I didn’t mention retrospectives or backlogs in my examples so far, because I took them for granted. Yes, both examples of these teams do perform retrospectives and have product backlogs. They also have agile feature roadmaps, which are on my list to blog about.

The real difference is the difference between a Scrum Master and an Agile Project Manager. A Scrum Master is not a project manager. A scrum master does not manage risk by him or herself. A project manager will take on the risk management responsibility without asking the team.

A Scrum Master has only allegiance to the team. A project manager has responsibility to the team and to the organization. That means that the project manager might feel torn when the organization pressures the project manager to do something stupid. (Although, I just downloaded the Scrum Guide, and the Scrum Master’s responsibilities have grown considerably since I took my CSM with Jeff way back in 2006.)

But agile provides transparency when the organization asks the agile project manager to do something stupid, so it’s easier to retain your integrity as a project manager.

Want to move a feature higher in the backlog?
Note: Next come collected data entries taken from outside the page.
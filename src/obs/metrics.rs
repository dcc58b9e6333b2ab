// self
use crate::obs::{FlowKind, FlowOutcome};

/// Records a flow outcome via the global metrics recorder (when enabled).
pub fn record_flow_outcome(kind: FlowKind, outcome: FlowOutcome) {
	#[cfg(feature = "metrics")]
	{
		metrics::counter!(
			"homestead_auth_flow_total",
			"flow" => kind.as_str(),
			"outcome" => outcome.as_str()
		)
		.increment(1);
	}

	#[cfg(not(feature = "metrics"))]
	{
		let _ = (kind, outcome);
	}
}
//! Storage contracts for principals and refresh credentials, plus the in-memory backend.

pub mod memory;

pub use memory::MemoryStore;

// self
use crate::{
	_prelude::*,
	auth::{Email, NewPrincipal, Principal, PrincipalId, RefreshCredential},
};

/// Boxed future returned by [`CredentialStore`] operations.
pub type StoreFuture<'a, T> = Pin<Box<dyn Future<Output = Result<T, StoreError>> + 'a + Send>>;

/// Record store consulted by every flow.
///
/// Refresh credentials are keyed by owning principal: at most one row per principal exists, and
/// the token value is a secondary unique index.
pub trait CredentialStore
where
	Self: Send + Sync,
{
	/// Fetches a principal by id.
	fn principal(&self, id: PrincipalId) -> StoreFuture<'_, Option<Principal>>;

	/// Fetches a principal by case-folded email.
	fn principal_by_email<'a>(&'a self, email: &'a Email) -> StoreFuture<'a, Option<Principal>>;

	/// Inserts a principal, enforcing handle and email uniqueness atomically.
	fn insert_principal(&self, principal: NewPrincipal) -> StoreFuture<'_, InsertOutcome>;

	/// Overwrites an existing principal; returns `None` if it no longer exists.
	fn update_principal(&self, principal: Principal) -> StoreFuture<'_, Option<Principal>>;

	/// Deletes a principal. Credentials owned by the principal are left untouched.
	fn delete_principal(&self, id: PrincipalId) -> StoreFuture<'_, bool>;

	/// Looks up a credential by exact token value.
	fn credential<'a>(&'a self, token: &'a str) -> StoreFuture<'a, Option<RefreshCredential>>;

	/// Looks up the credential owned by `principal`.
	fn credential_for(&self, principal: PrincipalId) -> StoreFuture<'_, Option<RefreshCredential>>;

	/// Replaces whatever credential the owner holds with `credential` in one atomic step,
	/// returning the displaced row.
	fn replace_credential(
		&self,
		credential: RefreshCredential,
	) -> StoreFuture<'_, Option<RefreshCredential>>;

	/// Swaps the owner's credential for `replacement` only if the current token equals
	/// `expected`.
	fn rotate_credential<'a>(
		&'a self,
		expected: &'a str,
		replacement: RefreshCredential,
	) -> StoreFuture<'a, CompareAndSwapOutcome>;

	/// Marks the credential matching `token` as revoked at `instant`.
	fn revoke_credential<'a>(
		&'a self,
		token: &'a str,
		instant: OffsetDateTime,
	) -> StoreFuture<'a, Option<RefreshCredential>>;

	/// Deletes the credential matching `token`; returns whether a row was removed.
	fn delete_credential<'a>(&'a self, token: &'a str) -> StoreFuture<'a, bool>;

	/// Deletes the credential owned by `principal`; returns whether a row was removed.
	fn delete_credential_for(&self, principal: PrincipalId) -> StoreFuture<'_, bool>;
}

/// Result of a refresh-credential compare-and-swap attempt.
#[derive(Clone, Copy, Debug, PartialEq, Eq, Serialize, Deserialize)]
pub enum CompareAndSwapOutcome {
	/// The token matched the expected value and the row was replaced.
	Updated,
	/// The owner holds a different token (rotated concurrently).
	RefreshMismatch,
	/// The owner holds no credential (revoked or never issued).
	Missing,
}

/// Result of a principal insertion.
#[derive(Clone, Debug, PartialEq, Eq)]
pub enum InsertOutcome {
	/// The principal was stored with a fresh id.
	Inserted(Principal),
	/// Another principal already holds the handle.
	HandleTaken,
	/// Another principal already holds the email.
	EmailTaken,
}

/// Error type produced by [`CredentialStore`] implementations.
#[derive(Clone, Debug, PartialEq, Eq, Serialize, Deserialize, ThisError)]
pub enum StoreError {
	/// The record could not be materialized from its stored shape.
	#[error("Invalid record: {message}.")]
	InvalidRecord {
		/// Human-readable error payload.
		message: String,
	},
	/// Backend-level failure for the storage engine.
	#[error("Backend failure: {message}.")]
	Backend {
		/// Human-readable error payload.
		message: String,
	},
}

#[cfg(test)]
mod tests {
	// self
	use super::*;

	#[test]
	fn compare_and_swap_outcome_serializes_by_name() {
		let payload = serde_json::to_string(&CompareAndSwapOutcome::RefreshMismatch)
			.expect("CompareAndSwapOutcome should serialize to JSON.");

		assert_eq!(payload, "\"RefreshMismatch\"");
	}
}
Change the feature roadmap with the product owner and then change the backlog with the product owner. I expect the agile project manager to collaborate on the feature roadmap and the backlog with the product owner.

Want to change the velocity of the team to please some crazed manager? Both the Scrum Master or the agile project manager protects the team in these ways:

  • Explain that velocity is not a productivity metric
  • Say No and explain why
  • Play the Double Your Velocity schedule game
  • Or choose some other way to remove this management obstacle.

Agile makes it easy to protect the team. The question is this: does the Scrum Master have other responsibilities in addition to protecting the team or is the Scrum Master full time? An agile project manager tends to be full time on a geographically distributed team. Even on a geographically distributed team, a Scrum Master is not seen as a full time position. Bless their tiny little hearts, managers don’t seem to understand that transitioning to agile, especially for silo’d distributed teams with different cultural norms is non-trivial. They will make room for a project manager, but a Scrum Master? Oh no. Makes me nuts.

Cut corners on quality? I don’t see how. The team doesn’t meet the acceptance criteria on the stories and doesn’t meet their criteria of done for an iteration, and can’t show a demo. How does that serve anyone?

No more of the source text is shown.